GAA-knockout (GAA-/-) mice were obtained by gene replacement and were fully deficient for GAA activity (10). They received 5x108 pfu of adenovirus vector at postnatal day 4 in the right gastrocnemius. Each group of mice analyzed (treated and control) was made up of three animals. The contralateral (left) gastrocnemius muscle was used to evaluate peripheral uptake of the enzyme in skeletal muscle. Animals injected with the AdLacZ vector were sacrificed 2 weeks post injection. Animals that had received the AdGAA vector were sacrificed at 2, 4 or 13 weeks post injection. For plasma analysis, blood samples were harvested by retro-orbital sampling into heparinized tubes just before sacrifice.

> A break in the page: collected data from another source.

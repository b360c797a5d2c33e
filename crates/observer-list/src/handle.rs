#![forbid(unsafe_code)]

//! Non-owning key handles.
//!
//! [`KeyRef`] is implemented by the strong handle a caller registers with
//! (`Rc<T>` or `Arc<T>`). It knows how to produce a [`WeakHandle`] that does
//! not keep the object alive and how to derive the [`ObjectId`] used for
//! lookups. Both impls accept unsized targets, so `Rc<dyn Trait>` keys work.
//!
//! # Failure Modes
//!
//! | Mode | Condition | Behavior |
//! |------|-----------|----------|
//! | Owner released | Last strong handle dropped | `resolve()` returns `None` |
//! | Key already dead | Only reachable via a `Weak` | Not representable: a `KeyRef` is always a live strong handle |

use std::rc::{self, Rc};
use std::sync::{self, Arc};

use crate::identity::ObjectId;

/// A reference that can be checked for validity without extending the
/// referent's lifetime.
pub trait WeakHandle {
    /// Strong handle produced by a successful [`resolve`](Self::resolve).
    type Strong;

    /// Upgrade to a strong handle if the referent is still alive.
    fn resolve(&self) -> Option<Self::Strong>;

    /// Cheap liveness check that does not touch the strong count.
    fn is_alive(&self) -> bool;
}

impl<T: ?Sized> WeakHandle for rc::Weak<T> {
    type Strong = Rc<T>;

    #[inline]
    fn resolve(&self) -> Option<Rc<T>> {
        self.upgrade()
    }

    #[inline]
    fn is_alive(&self) -> bool {
        self.strong_count() > 0
    }
}

impl<T: ?Sized> WeakHandle for sync::Weak<T> {
    type Strong = Arc<T>;

    #[inline]
    fn resolve(&self) -> Option<Arc<T>> {
        self.upgrade()
    }

    #[inline]
    fn is_alive(&self) -> bool {
        self.strong_count() > 0
    }
}

/// Strong handle that can be registered as a key.
pub trait KeyRef: Sized {
    /// Weak counterpart stored by the registry.
    type Weak: WeakHandle<Strong = Self>;

    /// Create the non-owning handle kept in the entry.
    fn downgrade(this: &Self) -> Self::Weak;

    /// Identity token for this key.
    fn object_id(this: &Self) -> ObjectId;
}

impl<T: ?Sized> KeyRef for Rc<T> {
    type Weak = rc::Weak<T>;

    #[inline]
    fn downgrade(this: &Self) -> rc::Weak<T> {
        Rc::downgrade(this)
    }

    #[inline]
    fn object_id(this: &Self) -> ObjectId {
        ObjectId::of_rc(this)
    }
}

impl<T: ?Sized> KeyRef for Arc<T> {
    type Weak = sync::Weak<T>;

    #[inline]
    fn downgrade(this: &Self) -> sync::Weak<T> {
        Arc::downgrade(this)
    }

    #[inline]
    fn object_id(this: &Self) -> ObjectId {
        ObjectId::of_arc(this)
    }
}
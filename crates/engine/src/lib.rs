// crates/engine/src/lib.rs
pub mod config;
pub mod error;
pub mod reader;
pub mod result;
pub mod writer;

use crate::config::RunConfig;
use crate::error::{EngineError, Result};
use crate::result::RunResult;

/// Sort every input line into its bucket and write the buckets out.
///
/// Inputs are read one after another in the configured order. A file that
/// cannot be read, or a bucket that cannot be written, is recorded in
/// `RunResult::errors` and the run carries on.
///
/// # Errors
///
/// Returns `EngineError::NoInput` if `config.inputs` is empty. Nothing is
/// read or written in that case.
pub fn run(config: &RunConfig) -> Result<RunResult> {
    if config.inputs.is_empty() {
        return Err(EngineError::NoInput);
    }

    let mut result = RunResult::default();

    for path in &config.inputs {
        match reader::read_into(path, &mut result.buckets) {
            Ok(lines) => log::debug!("read {lines} lines from {}", path.display()),
            Err(e) => {
                log::debug!("recovered: {e}");
                result.errors.push(e);
            }
        }
    }

    let (written, write_errors) = writer::flush_to_outputs(config, &result.buckets);
    result.written = written;
    result.errors.extend(write_errors);

    Ok(result)
}
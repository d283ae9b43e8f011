// crates/cli/src/presentation.rs
use crate::config::StatsMode;
use crate::error::Result;
use crate::options::ReportFormat;
use line_sift_core::{Category, NumericStats, Summary, TextStats};
use serde::Serialize;
use std::fmt::Write;

pub fn print_summary(summary: &Summary, mode: StatsMode, format: ReportFormat) -> Result<()> {
    match format {
        ReportFormat::Text => print!("{}", render_text(summary, mode)),
        ReportFormat::Json => println!("{}", render_json(summary, mode)?),
    }
    Ok(())
}

/// One line per category, plus a detail line in full mode.
#[must_use]
pub fn render_text(summary: &Summary, mode: StatsMode) -> String {
    let mut out = String::new();
    let full = mode == StatsMode::Full;

    for category in Category::ALL {
        match category {
            Category::Integers => write_numeric(&mut out, category, &summary.integers, full),
            Category::Floats => write_numeric(&mut out, category, &summary.floats, full),
            Category::Strings => write_text(&mut out, category, &summary.strings, full),
        }
    }
    out
}

fn write_numeric(out: &mut String, category: Category, stats: &NumericStats, full: bool) {
    let _ = writeln!(out, "{}: {}", category.label(), stats.count);
    if !full {
        return;
    }
    if let (Some(min), Some(max), Some(sum), Some(mean)) =
        (stats.min, stats.max, stats.sum, stats.mean)
    {
        let _ = writeln!(
            out,
            "  min: {min:.6}, max: {max:.6}, sum: {sum:.6}, mean: {mean:.6}"
        );
    }
}

fn write_text(out: &mut String, category: Category, stats: &TextStats, full: bool) {
    let _ = writeln!(out, "{}: {}", category.label(), stats.count);
    if !full {
        return;
    }
    if let (Some(shortest), Some(longest)) = (stats.min_len, stats.max_len) {
        let _ = writeln!(out, "  shortest: {shortest}, longest: {longest}");
    }
}

#[derive(Serialize)]
struct JsonReport {
    mode: &'static str,
    #[serde(flatten)]
    summary: Summary,
}

pub fn render_json(summary: &Summary, mode: StatsMode) -> Result<String> {
    let report = match mode {
        StatsMode::Full => JsonReport {
            mode: "full",
            summary: *summary,
        },
        StatsMode::Short => JsonReport {
            mode: "short",
            summary: counts_only(summary),
        },
    };
    Ok(serde_json::to_string_pretty(&report)?)
}

fn counts_only(summary: &Summary) -> Summary {
    Summary {
        integers: NumericStats {
            count: summary.integers.count,
            ..NumericStats::default()
        },
        floats: NumericStats {
            count: summary.floats.count,
            ..NumericStats::default()
        },
        strings: TextStats {
            count: summary.strings.count,
            ..TextStats::default()
        },
    }
}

Acid -glucosidase and protein assays
Tissues were homogenized in buffer (Tris 50 mM, NaCl 150 mM, Nonidet P40 0.05% and DTT 1 mM) after freezing in liquid nitrogen. Assays were performed on supernatants obtained after centrifugation of the homogenates (20 000g, 30 min). Protein concentrations were measured according to the Bradford method (Coomassie protein assay reagent kit, PIERCE, 23200).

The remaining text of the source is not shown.